If Tesla does enter and starts to sword fight with Uber, could it be time to at least contemplate the idea that many of us will start to whisk pax around under the Tesla flag? (Below are the links to three articles I read):

https://www.insidehook.com/daily_brief/tech/tesla-ride-sharing-app-uber-lyft
https://investorplace.com/2020/07/i...etting-on-lyft-stock-tesla-is-a-wiser-choice/
https://www.caranddriver.com/news/a33001491/amazon-buys-zoox-autonomous-company/


----------



## Road Hu$tle (Aug 12, 2020)

It will be great for Tesla if they get into ridesharing business IMO. They can sell cars to drivers too, before the robo taxis.


----------



## Young Kim (Jan 28, 2015)

Road Hu$tle said:


> It will be great for Tesla if they get into ridesharing business IMO. They can sell cars to drivers too, before the robo taxis.
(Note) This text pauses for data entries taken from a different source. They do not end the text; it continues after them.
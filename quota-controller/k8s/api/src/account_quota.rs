use k8s_openapi::api::core::v1::{ResourceQuotaSpec, ResourceQuotaStatus};

/// Declares hard resource limits for the union of namespaces belonging to one
/// account, and records the aggregated usage observed by the quota
/// controller. Cluster-scoped: accounts are not confined to any namespace.
#[derive(
    Clone, Debug, Default, kube::CustomResource, serde::Deserialize, serde::Serialize,
    schemars::JsonSchema,
)]
#[kube(
    group = "config.tenancy.dev",
    version = "v1alpha1",
    kind = "AccountQuota",
    status = "AccountQuotaStatus"
)]
#[serde(rename_all = "camelCase")]
pub struct AccountQuotaSpec {
    /// The account whose namespaces this quota constrains.
    pub account: String,

    /// Hard limits, scopes and scope selector, declared exactly as in a
    /// namespaced ResourceQuota.
    pub quota: ResourceQuotaSpec,
}

#[derive(
    Clone, Debug, Default, PartialEq, serde::Deserialize, serde::Serialize, schemars::JsonSchema,
)]
#[serde(rename_all = "camelCase")]
pub struct AccountQuotaStatus {
    /// Hard limits as of the last reconcile, with usage aggregated across
    /// all of the account's namespaces.
    #[serde(default)]
    pub total: ResourceQuotaStatus,

    /// Per-namespace usage, ordered by namespace name.
    #[serde(default, skip_serializing_if = "Vec::is_empty")]
    pub namespaces: Vec<AccountQuotaNamespaceStatus>,
}

#[derive(
    Clone, Debug, Default, PartialEq, serde::Deserialize, serde::Serialize, schemars::JsonSchema,
)]
#[serde(rename_all = "camelCase")]
pub struct AccountQuotaNamespaceStatus {
    pub namespace: String,

    #[serde(default)]
    pub status: ResourceQuotaStatus,
}
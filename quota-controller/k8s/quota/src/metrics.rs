use prometheus_client::{
    metrics::{counter::Counter, gauge::Gauge},
    registry::Registry,
};

/// Controller metrics, registered on the admin server's registry.
#[derive(Clone, Debug, Default)]
pub struct ControllerMetrics {
    pub(crate) syncs: Counter,
    pub(crate) sync_errors: Counter,
    pub(crate) status_writes: Counter,
    pub(crate) replenishments: Counter,
    pub(crate) monitors: Gauge,
}

// === impl ControllerMetrics ===

impl ControllerMetrics {
    pub fn register(prom: &mut Registry) -> Self {
        let metrics = Self::default();

        prom.register(
            "syncs",
            "Count of account quota reconciliations",
            metrics.syncs.clone(),
        );
        prom.register(
            "sync_errors",
            "Count of account quota reconciliations that failed",
            metrics.sync_errors.clone(),
        );
        prom.register(
            "status_writes",
            "Count of account quota status updates written",
            metrics.status_writes.clone(),
        );
        prom.register(
            "replenishments",
            "Count of replenishment signals that enqueued quotas",
            metrics.replenishments.clone(),
        );
        prom.register(
            "monitors",
            "Number of running resource monitors",
            metrics.monitors.clone(),
        );

        metrics
    }
}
Road Hu$tle, I did read that Tesla may do just that... To increase the number of drivers on the Tesla platform, they would offer incentives for current rideshare drivers to buy Teslas (to increase its affordability). Just imaging my next car to be a Tesla is a weird feeling. I've always had Toyotas, they are such reliable cars. I think the least expensive new Tesla is around $35,000. That is a lot, but not that far off from a new Toyota Prius (my current car). If Tesla offered an incentive to buy their car and do rideshare, I'd definitely think about it.


----------



## Road Hu$tle (Aug 12, 2020)

Young Kim said:


> Road Hu$tle, I did read that Tesla may do just that... To increase the number of drivers on the Tesla platform, they would offer incentives for current rideshare drivers to buy Teslas (to increase its affordability). Just imaging my next car to be a Tesla is a weird feeling. I've always had Toyotas, they are such reliable cars. I think the least expensive new Tesla is around $35,000. That is a lot, but not that far off from a new Toyota Prius (my current car). If Tesla offered an incentive to buy their car and do rideshare, I'd definitely think about it.
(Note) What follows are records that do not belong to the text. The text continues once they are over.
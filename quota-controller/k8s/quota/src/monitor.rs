//! The quota monitor.
//!
//! Owns one watch task per quotable group/version/resource. Each task
//! translates object churn into `ResourceChange` tuples on a shared
//! rate-limited queue; `run` drains that queue and invokes the controller's
//! replenishment function. The set of watch tasks is itself reconciled
//! against discovery by `sync_monitors`, under the controller's worker lock.

use crate::errors::Errors;
use crate::metrics::ControllerMetrics;
use crate::queue::RateLimitQueue;
use ahash::AHashMap as HashMap;
use anyhow::bail;
use futures::prelude::*;
use parking_lot::Mutex;
use prometheus_client::metrics::gauge::Gauge;
use std::{
    collections::HashSet,
    sync::atomic::{AtomicBool, Ordering},
    sync::Arc,
    time::Duration,
};
use tenancy_quota_controller_core::{GroupResource, GroupVersionResource};
use tenancy_quota_controller_k8s_api as k8s;
use tenancy_quota_controller_k8s_api::watcher::{watcher, Config, Event};
use tokio::time;
use tracing::{debug, info, info_span, warn, Instrument};

use crate::discovery::ResourceSet;

/// A replenishment signal: an object of the given kind changed, so quotas
/// accounting for it should be re-evaluated. The namespace is `None` for a
/// monitor's periodic resync.
#[derive(Clone, Debug, Eq, Hash, PartialEq)]
pub struct ResourceChange {
    pub group_resource: GroupResource,
    pub namespace: Option<String>,
}

pub struct QuotaMonitor {
    client: k8s::Client,
    resync_period: Duration,
    ignored: HashSet<GroupResource>,
    monitors: Mutex<HashMap<GroupVersionResource, Monitor>>,
    resource_changes: RateLimitQueue<ResourceChange>,
    monitors_gauge: Gauge,
}

struct Monitor {
    task: tokio::task::JoinHandle<()>,
    synced: Arc<AtomicBool>,
}

// === impl QuotaMonitor ===

impl QuotaMonitor {
    pub fn new(
        client: k8s::Client,
        ignored: HashSet<GroupResource>,
        resync_period: Duration,
        metrics: &ControllerMetrics,
    ) -> Self {
        Self {
            client,
            resync_period,
            ignored,
            monitors: Mutex::new(HashMap::new()),
            resource_changes: RateLimitQueue::new(),
            monitors_gauge: metrics.monitors.clone(),
        }
    }

    /// Reconciles the running watch tasks to exactly `resources` (minus the
    /// ignored set). Starting a kind can fail without failing the rest; the
    /// offending kind is omitted until the next sync.
    pub fn sync_monitors(&self, resources: &ResourceSet) -> anyhow::Result<()> {
        let mut monitors = self.monitors.lock();

        let (to_start, to_stop) = plan(monitors.keys(), resources, &self.ignored);

        for gvr in to_stop {
            if let Some(monitor) = monitors.remove(&gvr) {
                monitor.task.abort();
                debug!(resource = %gvr, "Stopped monitor");
            }
        }

        let mut errors = Vec::new();
        for gvr in to_start {
            match self.start_monitor(&gvr) {
                Ok(monitor) => {
                    debug!(resource = %gvr, "Started monitor");
                    monitors.insert(gvr, monitor);
                }
                Err(error) => errors.push(error.context(format!("starting monitor for {}", gvr))),
            }
        }

        self.monitors_gauge.set(monitors.len() as i64);
        Errors::ok_if_empty(errors)
    }

    fn start_monitor(&self, gvr: &GroupVersionResource) -> anyhow::Result<Monitor> {
        if gvr.resource.is_empty() || gvr.version.is_empty() {
            bail!("malformed group/version/resource");
        }

        let synced = Arc::new(AtomicBool::new(false));
        let task = tokio::spawn(
            watch_resource(
                self.client.clone(),
                gvr.clone(),
                synced.clone(),
                self.resource_changes.clone(),
                self.resync_period,
            )
            .instrument(info_span!("monitor", resource = %gvr)),
        );
        Ok(Monitor { task, synced })
    }

    /// True iff every live monitor has delivered its initial list.
    pub fn is_synced(&self) -> bool {
        self.monitors
            .lock()
            .values()
            .all(|monitor| monitor.synced.load(Ordering::Acquire))
    }

    /// Polls `is_synced` until it holds or the timeout elapses.
    pub async fn wait_for_synced(&self, timeout: Duration) -> bool {
        let deadline = time::Instant::now() + timeout;
        loop {
            if self.is_synced() {
                return true;
            }
            if time::Instant::now() >= deadline {
                return false;
            }
            time::sleep(Duration::from_millis(100)).await;
        }
    }

    /// Drains replenishment signals until shutdown.
    pub async fn run<F>(self: Arc<Self>, replenish: F, drain: drain::Watch)
    where
        F: Fn(&GroupResource, Option<&str>),
    {
        info!("Starting quota monitor");
        tokio::pin! {
            let shutdown = drain.signaled();
        }
        loop {
            tokio::select! {
                change = self.resource_changes.get() => match change {
                    Some(change) => {
                        replenish(&change.group_resource, change.namespace.as_deref());
                        self.resource_changes.done(&change);
                    }
                    None => break,
                },
                _ = &mut shutdown => {
                    self.stop();
                    break;
                }
            }
        }
        info!("Shutting down quota monitor");
    }

    /// Tears down every watch task and rejects further signals.
    pub fn stop(&self) {
        self.resource_changes.shut_down();
        let mut monitors = self.monitors.lock();
        for (_, monitor) in monitors.drain() {
            monitor.task.abort();
        }
        self.monitors_gauge.set(0);
    }
}

/// Splits the desired set into monitors to start and monitors to stop.
fn plan<'a>(
    current: impl Iterator<Item = &'a GroupVersionResource>,
    desired: &ResourceSet,
    ignored: &HashSet<GroupResource>,
) -> (Vec<GroupVersionResource>, Vec<GroupVersionResource>) {
    let current: Vec<&GroupVersionResource> = current.collect();
    let to_stop = current
        .iter()
        .filter(|gvr| !desired.contains(**gvr))
        .map(|gvr| (*gvr).clone())
        .collect();
    let to_start = desired
        .iter()
        .filter(|gvr| !ignored.contains(&gvr.group_resource()))
        .filter(|gvr| !current.iter().any(|have| *have == *gvr))
        .cloned()
        .collect();
    (to_start, to_stop)
}

/// Watches one resource kind, enqueueing a change tuple per event. The
/// resync ticker periodically emits a namespace-less change so quotas
/// tracking this kind are recalculated even without churn.
async fn watch_resource(
    client: k8s::Client,
    gvr: GroupVersionResource,
    synced: Arc<AtomicBool>,
    changes: RateLimitQueue<ResourceChange>,
    resync_period: Duration,
) {
    let api: k8s::Api<k8s::DynamicObject> =
        k8s::Api::all_with(client, &dynamic_api_resource(&gvr));
    let mut events = watcher(api, Config::default()).boxed();
    let group_resource = gvr.group_resource();

    let mut resync = time::interval(resync_period);
    resync.set_missed_tick_behavior(time::MissedTickBehavior::Delay);

    loop {
        tokio::select! {
            event = events.next() => match event {
                Some(Ok(Event::Applied(obj) | Event::Deleted(obj))) => {
                    changes.add(ResourceChange {
                        group_resource: group_resource.clone(),
                        namespace: obj.metadata.namespace.clone(),
                    });
                }
                Some(Ok(Event::Restarted(objs))) => {
                    synced.store(true, Ordering::Release);
                    for obj in objs {
                        changes.add(ResourceChange {
                            group_resource: group_resource.clone(),
                            namespace: obj.metadata.namespace.clone(),
                        });
                    }
                }
                Some(Err(error)) => {
                    synced.store(false, Ordering::Release);
                    warn!(%error, "Watch disconnected");
                    time::sleep(Duration::from_secs(1)).await;
                }
                None => return,
            },
            _ = resync.tick() => {
                changes.add(ResourceChange {
                    group_resource: group_resource.clone(),
                    namespace: None,
                });
            }
        }
    }
}

/// Builds the dynamic API surface for a discovered triple. The kind is only
/// type-metadata decoration; requests address the plural name.
fn dynamic_api_resource(gvr: &GroupVersionResource) -> k8s::DynamicApiResource {
    let mut kind: String = gvr
        .resource
        .chars()
        .enumerate()
        .map(|(i, c)| if i == 0 { c.to_ascii_uppercase() } else { c })
        .collect();
    if kind.len() > 1 && kind.ends_with('s') {
        kind.pop();
    }
    k8s::DynamicApiResource {
        group: gvr.group.clone(),
        version: gvr.version.clone(),
        api_version: gvr.api_version(),
        kind,
        plural: gvr.resource.clone(),
    }
}

#[cfg(test)]
mod tests {
    use super::*;

    fn gvr(group: &str, version: &str, resource: &str) -> GroupVersionResource {
        GroupVersionResource::new(group, version, resource)
    }

    #[test]
    fn plan_starts_added_and_stops_removed() {
        let current = [gvr("", "v1", "pods"), gvr("", "v1", "services")];
        let desired: ResourceSet = [gvr("", "v1", "pods"), gvr("apps", "v1", "deployments")]
            .into_iter()
            .collect();

        let (to_start, to_stop) = plan(current.iter(), &desired, &HashSet::new());
        assert_eq!(to_start, vec![gvr("apps", "v1", "deployments")]);
        assert_eq!(to_stop, vec![gvr("", "v1", "services")]);
    }

    #[test]
    fn plan_skips_ignored_resources() {
        let desired: ResourceSet = [gvr("", "v1", "pods"), gvr("", "v1", "events")]
            .into_iter()
            .collect();
        let ignored: HashSet<GroupResource> =
            [GroupResource::new("", "events")].into_iter().collect();

        let (mut to_start, to_stop) = plan([].iter(), &desired, &ignored);
        to_start.sort();
        assert_eq!(to_start, vec![gvr("", "v1", "pods")]);
        assert!(to_stop.is_empty());
    }

    #[test]
    fn dynamic_api_resource_addresses_the_plural() {
        let api_resource = dynamic_api_resource(&gvr("apps", "v1", "deployments"));
        assert_eq!(api_resource.plural, "deployments");
        assert_eq!(api_resource.api_version, "apps/v1");
        assert_eq!(api_resource.kind, "Deployment");

        let core = dynamic_api_resource(&gvr("", "v1", "pods"));
        assert_eq!(core.api_version, "v1");
        assert_eq!(core.plural, "pods");
    }
}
Incentive from Tesla, tax incentive from the state, and no gas expenses are enough incentive to get that Tesla for rideshare IMO. But only if that cheap Tesla gives you 300 mile range.


----------



## ntcindetroit (Mar 23, 2017)

News says Tsla was doing great in you know where while US sales dwindle. mmmmm....... what's good for Tsla is good for America if Elon can keep his patent open and free for all. No trade secret, no war. Keep wto. Well, maybe come to election time, we'll know which camp will win.


----------



## Young Kim (Jan 28, 2015)

Road Hu$tle said:


> Incentive from Tesla, tax incentive from the state, and no gas expenses are enough incentive to get that Tesla for rideshare IMO. But only if that cheap Tesla gives you 300 mile range.
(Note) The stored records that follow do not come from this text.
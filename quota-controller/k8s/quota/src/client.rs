//! Typed access to `AccountQuota` objects.
//!
//! The controller reads and writes through this seam so reconcile behaviour
//! can be exercised against an in-memory implementation.

use tenancy_quota_controller_k8s_api as k8s;
use tenancy_quota_controller_k8s_api::ResourceExt;

#[derive(Debug, thiserror::Error)]
pub enum Error {
    #[error("API request failed: {0}")]
    Api(#[source] kube::Error),

    #[error("failed to encode status: {0}")]
    Encode(#[from] serde_json::Error),
}

impl Error {
    /// A resource-version conflict on a status write; the caller re-enqueues
    /// with backoff and retries against a fresh read.
    pub fn is_conflict(&self) -> bool {
        matches!(self, Error::Api(kube::Error::Api(rsp)) if rsp.code == 409)
    }
}

#[async_trait::async_trait]
pub trait QuotaApi: Send + Sync + 'static {
    /// Fetches an account quota by name; `None` once it no longer exists.
    async fn get_account_quota(&self, name: &str) -> Result<Option<k8s::AccountQuota>, Error>;

    /// Replaces the status subresource. The write is conditional on the
    /// resource version carried by `account_quota`.
    async fn update_status(&self, account_quota: &k8s::AccountQuota) -> Result<(), Error>;
}

pub struct ClusterApi {
    api: k8s::Api<k8s::AccountQuota>,
}

// === impl ClusterApi ===

impl ClusterApi {
    pub fn new(client: k8s::Client) -> Self {
        Self {
            api: k8s::Api::all(client),
        }
    }
}

#[async_trait::async_trait]
impl QuotaApi for ClusterApi {
    async fn get_account_quota(&self, name: &str) -> Result<Option<k8s::AccountQuota>, Error> {
        match self.api.get(name).await {
            Ok(account_quota) => Ok(Some(account_quota)),
            Err(kube::Error::Api(rsp)) if rsp.code == 404 => Ok(None),
            Err(error) => Err(Error::Api(error)),
        }
    }

    async fn update_status(&self, account_quota: &k8s::AccountQuota) -> Result<(), Error> {
        let name = account_quota.name_unchecked();
        let data = serde_json::to_vec(account_quota)?;
        self.api
            .replace_status(&name, &k8s::PostParams::default(), data)
            .await
            .map(drop)
            .map_err(Error::Api)
    }
}
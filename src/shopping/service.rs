// ABOUTME: Shopping list generation service validating ranges and persisting drafts
// ABOUTME: Wires the aggregator and resolver to the local database and inventory mirror
//
// SPDX-License-Identifier: MIT OR Apache-2.0
// Copyright (c) 2025 Larder Project

//! # Shopping Service
//!
//! Turns a date range of planned meals into a persisted draft shopping
//! list. The range is validated synchronously (`end ≥ start`) so callers
//! can disable the generate action before attempting it; a range with no
//! planned meals produces an empty draft, not an error.

use std::sync::Arc;

use chrono::NaiveDate;
use tracing::info;
use uuid::Uuid;

use super::list::ShoppingListManager;
use crate::database::Database;
use crate::errors::AppResult;
use crate::inventory::InventoryMirror;
use crate::models::{DateRange, ShoppingList};
use crate::plan::{aggregate_meal_plan, RequirementResolver};
use crate::remote::RemoteCatalog;

/// Generates and opens shopping lists
pub struct ShoppingService {
    db: Database,
    remote: Arc<dyn RemoteCatalog>,
    inventory: Arc<InventoryMirror>,
    resolver: RequirementResolver,
}

impl ShoppingService {
    /// Create a service over the local database and remote collaborator
    #[must_use]
    pub fn new(
        db: Database,
        remote: Arc<dyn RemoteCatalog>,
        inventory: Arc<InventoryMirror>,
    ) -> Self {
        let resolver = RequirementResolver::new(Arc::clone(&remote));
        Self { db, remote, inventory, resolver }
    }

    /// Synchronous range check for disabling the generate action in the UI
    #[must_use]
    pub fn has_date_error(start: NaiveDate, end: NaiveDate) -> bool {
        DateRange::has_date_error(start, end)
    }

    /// Generate a draft shopping list from the meals planned in
    /// `[start, end]` and persist it.
    ///
    /// Fails synchronously with a validation error when `end < start`.
    pub async fn generate(&self, start: NaiveDate, end: NaiveDate) -> AppResult<ShoppingList> {
        let range = DateRange::new(start, end)?;

        let days = self.db.days_in_range(range.start, range.end).await?;
        let quantities = aggregate_meal_plan(&days);
        let requirements = self.resolver.resolve(&quantities).await?;

        let list = ShoppingList::draft(range, requirements);
        self.db.save_shopping_list(&list).await?;
        info!(
            list_id = %list.id,
            items = list.items.len(),
            %start,
            %end,
            "generated shopping list draft"
        );
        Ok(list)
    }

    /// Generate, persist, and immediately open a manager for the new list
    pub async fn generate_managed(
        &self,
        start: NaiveDate,
        end: NaiveDate,
    ) -> AppResult<ShoppingListManager> {
        let list = self.generate(start, end).await?;
        Ok(ShoppingListManager::new(
            list,
            self.db.clone(),
            Arc::clone(&self.remote),
            Arc::clone(&self.inventory),
        ))
    }

    /// Open a manager for a stored list
    pub async fn open(&self, id: Uuid) -> AppResult<Option<ShoppingListManager>> {
        ShoppingListManager::load(
            id,
            self.db.clone(),
            Arc::clone(&self.remote),
            Arc::clone(&self.inventory),
        )
        .await
    }

    /// Every stored list, newest first
    pub async fn stored_lists(&self) -> AppResult<Vec<ShoppingList>> {
        self.db.list_shopping_lists().await
    }
}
Indeed, the range would be critical. I don't want to be stuck out far away from my house taking pax if I am worried about having to recharge.


----------



## 1.5xorbust (Nov 22, 2017)

Tesla or Amazon or Google.


----------



## Road Hu$tle (Aug 12, 2020)

1.5xorbust said:


> Tesla or Amazon or Google.


Tesla has an edge. It manufactures cars.


----------



## ntcindetroit (Mar 23, 2017)

Road Hu$tle said:


> Incentive from Tesla, tax incentive from the state, and no gas expenses are enough incentive to get that Tesla for rideshare IMO. But only if that cheap Tesla gives you 300 mile range.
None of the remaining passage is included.